When teaching young writers, the focus is all too often placed on the basics, or fundamentals of writing. Prepositions, conjunctions, subject/verb agreement, verb phrases, action verbs vs. state of being verbs, adjectives and adverbs--they are all extremely important concepts, necessary for writing effectively. Yet, equally important is recognizing that young writers have limitless imaginations with boundless ideas. These imaginations and ideas as well as the joy of written expression need to be encouraged and expanded in conjunction with the basics and fundamentals of writing.
Recognizing this challenge can often lead to the obvious question: "How do young children learn 'Right Writing?'" How do they produce better writing right now?
A few basic concepts of my right-writing technique include:
- "The journey of a thousand miles begins with the first step." It is often best to begin the first step toward effective writing with a mastery of the concept of a noun and a verb. Teaching nouns: that which is a person, place, thing, or idea, and verbs: that which demonstrates action or state of being, is paramount for the beginning writer. Simply put: "Who does what?" Remember, the "who" and the "what" can be anything your young writer imagines because as his/her story unfolds, and imagination takes it to galaxies far, far away or times yet unseen, you as the guide can teach him/her what the words actually say.
- Write with the writer, not for the writer: All too often young writers have the idea but not the ability to get it down because of spelling frustrations, language barriers, fine motor skill challenges, etc. Don't be afraid to take dictation...as long as you are simply writing down what the young writer states. Using color crayons can be a helpful tool as you can have different colors for the different word roles: blue for a noun, red for a verb, etc. In this way, not only is your young writer able to express his/her ideas with less frustration, you are also passively teaching the fundamental roles the words possess.

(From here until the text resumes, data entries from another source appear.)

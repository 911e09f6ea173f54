//! Ingestion: embedding, status transitions and graph registration
//!
//! Two paths:
//!
//! - [`IngestionPipeline::insert_batch`] embeds inline, chunk by chunk, and
//!   stores each chunk in its own transaction. A failing chunk stops the
//!   call; earlier chunks stay committed and are reported through
//!   [`TesseraError::PartialIngest`].
//! - [`IngestionPipeline::insert_pending`] stores rows as `pending`;
//!   [`IngestionPipeline::process_pending_embeddings`] later drains them
//!   through the rate limiter. Only one drain runs at a time; a drain
//!   requested while another is in flight returns immediately. Rows a pass
//!   claimed but never finished (the pass was dropped or hit a storage
//!   error) become claimable again once `processing_lease_secs` elapses.

use std::sync::atomic::{AtomicBool, Ordering};
use std::sync::Arc;

use tessera_config::IngestionConfig;
use tessera_core::clock::system_clock;
use tessera_core::embedding::{embed_exact, embed_one};
use tessera_core::{
    Clock, DocumentInput, EmbeddingProvider, RateLimiter, TesseraError, TesseraResult,
};
use tracing::{debug, info, instrument, warn};

use crate::document_store::{DocumentStore, DocumentWrite};

/// Outcome of one drain pass
#[derive(Debug, Clone, Copy, Default, PartialEq, Eq)]
pub struct DrainReport {
    /// Rows moved from `pending` to `processing`
    pub claimed: usize,
    /// Rows that ended `completed`
    pub completed: usize,
    /// Rows that ended `failed`
    pub failed: usize,
    /// Another drain was already running; nothing was done
    pub skipped: bool,
}

impl DrainReport {
    fn skipped() -> Self {
        Self {
            skipped: true,
            ..Self::default()
        }
    }
}

/// Clears the drain flag when the pass ends, however it ends
struct DrainGuard<'a>(&'a AtomicBool);

impl Drop for DrainGuard<'_> {
    fn drop(&mut self) {
        self.0.store(false, Ordering::Release);
    }
}

/// Drives documents from input to embedded, graph-addressable rows
#[derive(Clone)]
pub struct IngestionPipeline {
    documents: DocumentStore,
    embedder: Arc<dyn EmbeddingProvider>,
    limiter: RateLimiter,
    config: IngestionConfig,
    draining: Arc<AtomicBool>,
}

impl IngestionPipeline {
    /// Pipeline limited to `config.embed_requests_per_second` on wall-clock time
    pub fn new(
        documents: DocumentStore,
        embedder: Arc<dyn EmbeddingProvider>,
        config: IngestionConfig,
    ) -> Self {
        Self::with_clock(documents, embedder, config, system_clock())
    }

    /// Pipeline whose rate limiter runs on `clock`
    pub fn with_clock(
        documents: DocumentStore,
        embedder: Arc<dyn EmbeddingProvider>,
        config: IngestionConfig,
        clock: Arc<dyn Clock>,
    ) -> Self {
        let limiter = RateLimiter::per_second(config.embed_requests_per_second, clock);
        Self {
            documents,
            embedder,
            limiter,
            config,
            draining: Arc::new(AtomicBool::new(false)),
        }
    }

    /// Store the pipeline writes to
    pub fn documents(&self) -> &DocumentStore {
        &self.documents
    }

    /// Whether a drain pass is running
    pub fn is_draining(&self) -> bool {
        self.draining.load(Ordering::Acquire)
    }

    /// Embed and store `docs` in chunks of `batch_size`
    ///
    /// Returns the stored ids in input order. Empty-content documents are
    /// stored without a vector and never sent to the provider.
    #[instrument(skip(self, docs), fields(count = docs.len()))]
    pub async fn insert_batch(&self, docs: Vec<DocumentInput>) -> TesseraResult<Vec<String>> {
        for doc in &docs {
            doc.validate()?;
        }

        let batch_size = self.config.batch_size.max(1);
        let mut committed: Vec<String> = Vec::with_capacity(docs.len());
        let mut remaining = docs.into_iter().peekable();
        let mut chunk_index = 0usize;

        while remaining.peek().is_some() {
            let chunk: Vec<DocumentInput> = remaining.by_ref().take(batch_size).collect();
            chunk_index += 1;

            match self.store_chunk(chunk).await {
                Ok(ids) => {
                    debug!(chunk = chunk_index, stored = ids.len(), "Chunk committed");
                    committed.extend(ids);
                }
                Err(err) if committed.is_empty() => return Err(err),
                Err(err) => {
                    warn!(
                        chunk = chunk_index,
                        committed = committed.len(),
                        error = %err,
                        "Ingestion stopped part-way"
                    );
                    return Err(TesseraError::PartialIngest {
                        committed,
                        source: Box::new(err),
                    });
                }
            }
        }

        info!(stored = committed.len(), "Ingestion complete");
        Ok(committed)
    }

    async fn store_chunk(&self, chunk: Vec<DocumentInput>) -> TesseraResult<Vec<String>> {
        let texts: Vec<String> = chunk
            .iter()
            .filter(|doc| doc.has_content())
            .map(|doc| doc.content.clone())
            .collect();

        let mut vectors = if texts.is_empty() {
            Vec::new().into_iter()
        } else {
            self.limiter.acquire().await;
            embed_exact(self.embedder.as_ref(), &texts).await?.into_iter()
        };

        let rows = chunk
            .into_iter()
            .map(|doc| {
                let vector = if doc.has_content() { vectors.next() } else { None };
                DocumentWrite::embedded(doc, vector)
            })
            .collect();

        self.documents.upsert_batch(rows).await
    }

    /// Store `docs` as `pending` for a later drain
    ///
    /// With `drain_after_insert`, a drain pass runs before returning.
    #[instrument(skip(self, docs), fields(count = docs.len()))]
    pub async fn insert_pending(&self, docs: Vec<DocumentInput>) -> TesseraResult<Vec<String>> {
        for doc in &docs {
            doc.validate()?;
        }
        let rows = docs.into_iter().map(DocumentWrite::pending).collect();
        let ids = self.documents.upsert_batch(rows).await?;

        if self.config.drain_after_insert {
            let report = self.process_pending_embeddings().await?;
            debug!(?report, "Drained after insert");
        }
        Ok(ids)
    }

    /// Embed up to `drain_batch_size` pending documents
    ///
    /// Provider failures mark the affected document `failed` and the pass
    /// continues; storage failures end the pass.
    #[instrument(skip(self))]
    pub async fn process_pending_embeddings(&self) -> TesseraResult<DrainReport> {
        if self
            .draining
            .compare_exchange(false, true, Ordering::AcqRel, Ordering::Acquire)
            .is_err()
        {
            debug!("Drain already in progress, skipping");
            return Ok(DrainReport::skipped());
        }
        let _guard = DrainGuard(&self.draining);

        let claimed = self
            .documents
            .claim_pending(self.config.drain_batch_size, self.config.processing_lease())
            .await?;
        let mut report = DrainReport {
            claimed: claimed.len(),
            ..DrainReport::default()
        };

        for doc in claimed {
            self.limiter.acquire().await;
            match embed_one(self.embedder.as_ref(), &doc.content).await {
                Ok(vector) => {
                    if self.documents.mark_completed(&doc.id, &vector).await? {
                        report.completed += 1;
                    } else {
                        debug!(id = %doc.id, "Document changed while embedding, keeping newer row");
                    }
                }
                Err(err) => {
                    warn!(id = %doc.id, error = %err, "Embedding failed");
                    if self.documents.mark_failed(&doc.id, &err.to_string()).await? {
                        report.failed += 1;
                    }
                }
            }
        }

        info!(
            claimed = report.claimed,
            completed = report.completed,
            failed = report.failed,
            "Drain pass finished"
        );
        Ok(report)
    }
}

impl std::fmt::Debug for IngestionPipeline {
    fn fmt(&self, f: &mut std::fmt::Formatter<'_>) -> std::fmt::Result {
        f.debug_struct("IngestionPipeline")
            .field("documents", &self.documents)
            .field("model", &self.embedder.model())
            .field("config", &self.config)
            .field("draining", &self.is_draining())
            .finish()
    }
}
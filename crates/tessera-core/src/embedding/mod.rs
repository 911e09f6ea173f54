//! Embedding provider abstraction
//!
//! The ingestion pipeline and the vector index only need one operation:
//! turn a list of strings into a list of vectors, one per input, in order.
//! Everything else (model selection, auth, batching limits) is the
//! provider's business.

pub mod mock;
pub mod openai;

use std::sync::Arc;

use async_trait::async_trait;
use tessera_config::{EmbeddingConfig, EmbeddingProviderType};
use thiserror::Error;

pub use mock::MockEmbeddingProvider;
pub use openai::OpenAiEmbeddingProvider;

/// Embedding failures
#[derive(Error, Debug, Clone, PartialEq)]
pub enum EmbeddingError {
    /// Transport failure
    #[error("Network error: {0}")]
    Network(String),

    /// Provider answered with a non-success status
    #[error("API error (status {status}): {message}")]
    Api {
        /// HTTP status code
        status: u16,
        /// Response body or reason
        message: String,
    },

    /// Provider returned a different number of vectors than inputs
    #[error("Embedding count mismatch: expected {expected}, got {actual}")]
    CountMismatch {
        /// Inputs sent
        expected: usize,
        /// Vectors received
        actual: usize,
    },

    /// Response could not be decoded
    #[error("Failed to parse response: {0}")]
    Parsing(String),

    /// Provider is misconfigured
    #[error("Configuration error: {0}")]
    Configuration(String),

    /// Any other provider-side failure
    #[error("Provider error: {0}")]
    Provider(String),
}

/// Result type for embedding operations
pub type EmbeddingResult<T> = Result<T, EmbeddingError>;

/// Computes embeddings for text
#[async_trait]
pub trait EmbeddingProvider: Send + Sync {
    /// One vector per input, in input order
    async fn embed_strings(&self, texts: &[String]) -> EmbeddingResult<Vec<Vec<f32>>>;

    /// Model identifier, for logging
    fn model(&self) -> &str;
}

/// Call `provider` and insist on exactly one vector per input
pub async fn embed_exact(
    provider: &dyn EmbeddingProvider,
    texts: &[String],
) -> EmbeddingResult<Vec<Vec<f32>>> {
    if texts.is_empty() {
        return Ok(Vec::new());
    }
    let vectors = provider.embed_strings(texts).await?;
    if vectors.len() != texts.len() {
        return Err(EmbeddingError::CountMismatch {
            expected: texts.len(),
            actual: vectors.len(),
        });
    }
    Ok(vectors)
}

/// Embed a single string
pub async fn embed_one(provider: &dyn EmbeddingProvider, text: &str) -> EmbeddingResult<Vec<f32>> {
    let mut vectors = embed_exact(provider, &[text.to_string()]).await?;
    vectors.pop().ok_or(EmbeddingError::CountMismatch {
        expected: 1,
        actual: 0,
    })
}

/// Create an embedding provider from configuration
pub fn create_provider(config: &EmbeddingConfig) -> EmbeddingResult<Arc<dyn EmbeddingProvider>> {
    match config.provider {
        EmbeddingProviderType::OpenAI => {
            Ok(Arc::new(OpenAiEmbeddingProvider::new(config.clone())?))
        }
        EmbeddingProviderType::Mock => {
            Ok(Arc::new(MockEmbeddingProvider::with_dimensions(config.dimensions)))
        }
    }
}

- Use a color palate and sneakers: Showing your young writer the colors of a color palate can be a useful tool to aid in his/her ability to create in words the colors of the story in his/her mind. Blue becomes azure, green becomes mint, red becomes crimson. Put on sneakers with your young writer and you can enjoy showing the many ways people walk, lumber, saunter, stroll, run, glide, etc.
- Paint a picture! Let your young readers draw the stories existing in their minds before they put them into words. It helps if they can see on paper what they had seen in their imagination. The paper picture becomes real and exciting for them as they put the picture description into words.
Love the journey! All too often, the wonderful dreams and wild imaginations existing in the minds of young writers are quelled by the well-intentioned concept of getting the sentence correct. Right-writing teaches the young writer the joy of descriptive writing, while maintaining both the essence of what exists in the imagination and the fundamentals of presenting it for the reader to share.